Viking Night: Starship Troopers
By Bruce Hall
May 24, 2011
The satire is obvious but it differs entirely from the book, where the fascist angle was more of a plot device meant to highlight the value of individual sacrifice to society. Verhoeven dispenses with the details almost entirely, leaving just a handful of character names, an insect horde and the title in common with Heinlein’s creation. This is what ticks off so many purists, and my argument would be that while this is good reason not to take the film seriously as canon, it doesn’t mean you should dismiss it entirely. Verhoeven (who admits he never finished reading the book) took bits and pieces of the original concept and used them to tell what was very nearly a semi-compelling original story. It’s not worthy of Heinlein, and it doesn’t even deserve to be taken as seriously as it wants to be, but it’s definitely never dull. And yet, it also never really goes anywhere. If you’re a fan of the book, you don’t have to watch for very long to notice that the adventure you remember has been condensed into a corny coming-of-age dramedy with a generous helping of fifties pulp - not to mention, great heaping gobs of gratuitous violence. It sounds horrible, but that’s exactly what makes it so stupidly fantastic. For proof, let’s go back to the story.
On the eve of graduation, Rico finds himself in something of a love pentangle (is that a word?) with four other classmates, each as one dimensional as the other. Rico is a meathead with a heart of gold. Florez (Dina Meyer) is his female equivalent, and is pathetically, deeply in love with him. Ibanez (Denise Richards) is a bullheaded optimist who loves to fly. Zander (the ever smirking Patrick Muldoon) is her male equivalent, and fights with Rico for her affection. Jenkins (Neil Patrick Harris) is a smarmy womanizer, pompous ass and a certified genius. He seems to be in love mainly with himself, but you get the idea he’d probably go to bed with any of them just for the hell of it. Together, they sign up for military service and naturally, they all turn out to be born leaders. Rico and Florez are outstanding foot soldiers. Ibanez and Zander are better pilots than Tom Cruise and Val Kilmer. Jenkins becomes an intelligence spook and vanishes from the story until the third act. Everything is going just swell, until of course, it’s not.
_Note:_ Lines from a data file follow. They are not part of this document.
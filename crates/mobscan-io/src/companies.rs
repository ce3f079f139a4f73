use mobscan_core::domain::Record;
use serde_json::Value;

/// JSON keys used to locate records and their fields.
#[derive(Debug, Clone, PartialEq, Eq)]
pub struct InputLayout {
    pub collection: String,
    pub id_field: String,
    pub name_field: String,
    pub contact_field: String,
    pub phone_field: String,
}

impl Default for InputLayout {
    fn default() -> Self {
        Self {
            collection: "companies".to_string(),
            id_field: "id".to_string(),
            name_field: "company_name_arabic".to_string(),
            contact_field: "contact_info".to_string(),
            phone_field: "phone".to_string(),
        }
    }
}

#[derive(Debug, Clone, Default)]
pub struct ParsedCollection {
    pub records: Vec<Record>,
    pub warnings: Vec<String>,
    pub skipped: usize,
}

/// Parses raw input bytes; invalid UTF-8 is reported as a JSON error.
pub fn parse_companies(
    data: impl AsRef<[u8]>,
    layout: &InputLayout,
) -> serde_json::Result<ParsedCollection> {
    let value: Value = serde_json::from_slice(data.as_ref())?;
    Ok(collection_from_value(&value, layout))
}

/// Builds records from an already-parsed document. Shape problems become
/// warnings, never errors.
pub fn collection_from_value(value: &Value, layout: &InputLayout) -> ParsedCollection {
    let mut parsed = ParsedCollection::default();

    let Some(items) = value
        .get(layout.collection.as_str())
        .and_then(Value::as_array)
    else {
        parsed.warnings.push(format!(
            "no `{}` array found in input; treating it as empty",
            layout.collection
        ));
        return parsed;
    };

    for (index, item) in items.iter().enumerate() {
        let Some(object) = item.as_object() else {
            parsed.skipped += 1;
            parsed
                .warnings
                .push(format!("entry {index} is not an object; skipping"));
            continue;
        };

        let id = object.get(layout.id_field.as_str()).and_then(id_text);
        let display_name = object.get(layout.name_field.as_str()).and_then(name_text);
        let phone_value = object
            .get(layout.contact_field.as_str())
            .and_then(Value::as_object)
            .and_then(|contact| contact.get(layout.phone_field.as_str()));

        let phone_raw = match phone_value {
            Some(Value::Object(_)) => {
                parsed.warnings.push(format!(
                    "entry {index} has an object in `{}`; ignoring it",
                    layout.phone_field
                ));
                None
            }
            Some(value) => phone_text(value),
            None => None,
        };

        parsed.records.push(Record {
            id,
            display_name,
            phone_raw,
        });
    }

    parsed
}

fn id_text(value: &Value) -> Option<String> {
    match value {
        Value::String(text) => Some(text.clone()),
        Value::Number(number) => Some(number.to_string()),
        _ => None,
    }
}

fn name_text(value: &Value) -> Option<String> {
    match value {
        Value::String(text) => Some(text.clone()),
        Value::Number(number) => Some(number.to_string()),
        Value::Bool(flag) => Some(flag.to_string()),
        Value::Null | Value::Array(_) | Value::Object(_) => None,
    }
}

fn phone_text(value: &Value) -> Option<String> {
    match value {
        Value::Null | Value::Object(_) => None,
        Value::String(text) => Some(text.clone()),
        Value::Number(number) => Some(number.to_string()),
        Value::Bool(flag) => Some(flag.to_string()),
        Value::Array(items) => {
            let parts: Vec<String> = items.iter().filter_map(phone_text).collect();
            Some(parts.join(", "))
        }
    }
}

#[cfg(test)]
mod tests {
    use super::{parse_companies, InputLayout};

    fn parse(data: &str) -> super::ParsedCollection {
        parse_companies(data, &InputLayout::default()).expect("parse")
    }

    #[test]
    fn parse_companies_reads_records() {
        let parsed = parse(
            r#"{"companies": [
                {"id": 1, "company_name_arabic": "Acme", "contact_info": {"phone": "01123456789"}},
                {"id": "b-2", "company_name_arabic": "  Beta  ", "contact_info": {"phone": "0235551234"}}
            ]}"#,
        );
        assert_eq!(parsed.records.len(), 2);
        assert_eq!(parsed.records[0].id.as_deref(), Some("1"));
        assert_eq!(parsed.records[0].display_name.as_deref(), Some("Acme"));
        assert_eq!(parsed.records[0].phone_raw.as_deref(), Some("01123456789"));
        assert_eq!(parsed.records[1].id.as_deref(), Some("b-2"));
        assert_eq!(parsed.records[1].display_name.as_deref(), Some("  Beta  "));
        assert!(parsed.warnings.is_empty());
    }

    #[test]
    fn parse_companies_keeps_present_names_verbatim() {
        let parsed = parse(
            r#"{"companies": [
                {"company_name_arabic": ""},
                {"company_name_arabic": 42},
                {"company_name_arabic": null},
                {"company_name_arabic": ["Acme"]}
            ]}"#,
        );
        assert_eq!(parsed.records[0].display_name.as_deref(), Some(""));
        assert_eq!(parsed.records[1].display_name.as_deref(), Some("42"));
        assert!(parsed.records[2].display_name.is_none());
        assert!(parsed.records[3].display_name.is_none());
    }

    #[test]
    fn parse_companies_handles_missing_collection() {
        let parsed = parse(r#"{"pages": 460}"#);
        assert!(parsed.records.is_empty());
        assert_eq!(parsed.warnings.len(), 1);
    }

    #[test]
    fn parse_companies_handles_non_array_collection() {
        let parsed = parse(r#"{"companies": {"id": 1}}"#);
        assert!(parsed.records.is_empty());
        assert_eq!(parsed.warnings.len(), 1);
    }

    #[test]
    fn parse_companies_handles_top_level_array() {
        let parsed = parse("[1, 2, 3]");
        assert!(parsed.records.is_empty());
    }

    #[test]
    fn parse_companies_skips_non_object_entries() {
        let parsed = parse(r#"{"companies": [42, {"id": 1}]}"#);
        assert_eq!(parsed.skipped, 1);
        assert_eq!(parsed.records.len(), 1);
    }

    #[test]
    fn parse_companies_leaves_phone_absent_without_contact_info() {
        let parsed = parse(
            r#"{"companies": [
                {"id": 1, "company_name_arabic": "NoContact"},
                {"id": 2, "contact_info": {"email": "a@b.c"}},
                {"id": 3, "contact_info": "01012345678"},
                {"id": 4, "contact_info": {"phone": null}}
            ]}"#,
        );
        assert_eq!(parsed.records.len(), 4);
        assert!(parsed.records.iter().all(|r| r.phone_raw.is_none()));
        assert!(parsed.records[1].display_name.is_none());
    }

    #[test]
    fn parse_companies_stringifies_phone_values() {
        let parsed = parse(
            r#"{"companies": [
                {"contact_info": {"phone": 1012345678}},
                {"contact_info": {"phone": ["01012345678", "01112345678"]}},
                {"contact_info": {"phone": {"mobile": "01012345678"}}}
            ]}"#,
        );
        assert_eq!(parsed.records[0].phone_raw.as_deref(), Some("1012345678"));
        assert_eq!(
            parsed.records[1].phone_raw.as_deref(),
            Some("01012345678, 01112345678")
        );
        assert!(parsed.records[2].phone_raw.is_none());
        assert_eq!(parsed.warnings.len(), 1);
    }

    #[test]
    fn parse_companies_honors_custom_layout() {
        let layout = InputLayout {
            collection: "entries".to_string(),
            id_field: "uid".to_string(),
            name_field: "name".to_string(),
            contact_field: "contact".to_string(),
            phone_field: "mobile".to_string(),
        };
        let parsed = parse_companies(
            r#"{"entries": [{"uid": 9, "name": "Gamma", "contact": {"mobile": "01512345678"}}]}"#,
            &layout,
        )
        .expect("parse");
        assert_eq!(parsed.records[0].id.as_deref(), Some("9"));
        assert_eq!(parsed.records[0].display_name.as_deref(), Some("Gamma"));
        assert_eq!(parsed.records[0].phone_raw.as_deref(), Some("01512345678"));
    }

    #[test]
    fn parse_companies_rejects_malformed_json() {
        assert!(parse_companies("{not json", &InputLayout::default()).is_err());
    }
}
Things change when the Bugs launch a successful meteor attack against the earth, destroying Buenos Aires and prompting the Government to launch an all out invasion of the Bug Homeworld. At first separated by their service, Rico and his friends are brought back together again as part of the invasion force. The attack goes terribly wrong, as it turns out the humans have made a grave miscalculation about the Bugs. Suddenly in the midst of an absurdly hopeless conflict, the kids grow up fast. They each bear the burden of leadership, and they all learn important lessons in friendship and sacrifice...together. That sounds really lovely, and If Verhoeven was going to throw out the original story and invent a new one, he could have done a lot worse than this. But the problem, as with many of the man’s films, is less with the story than it is the execution.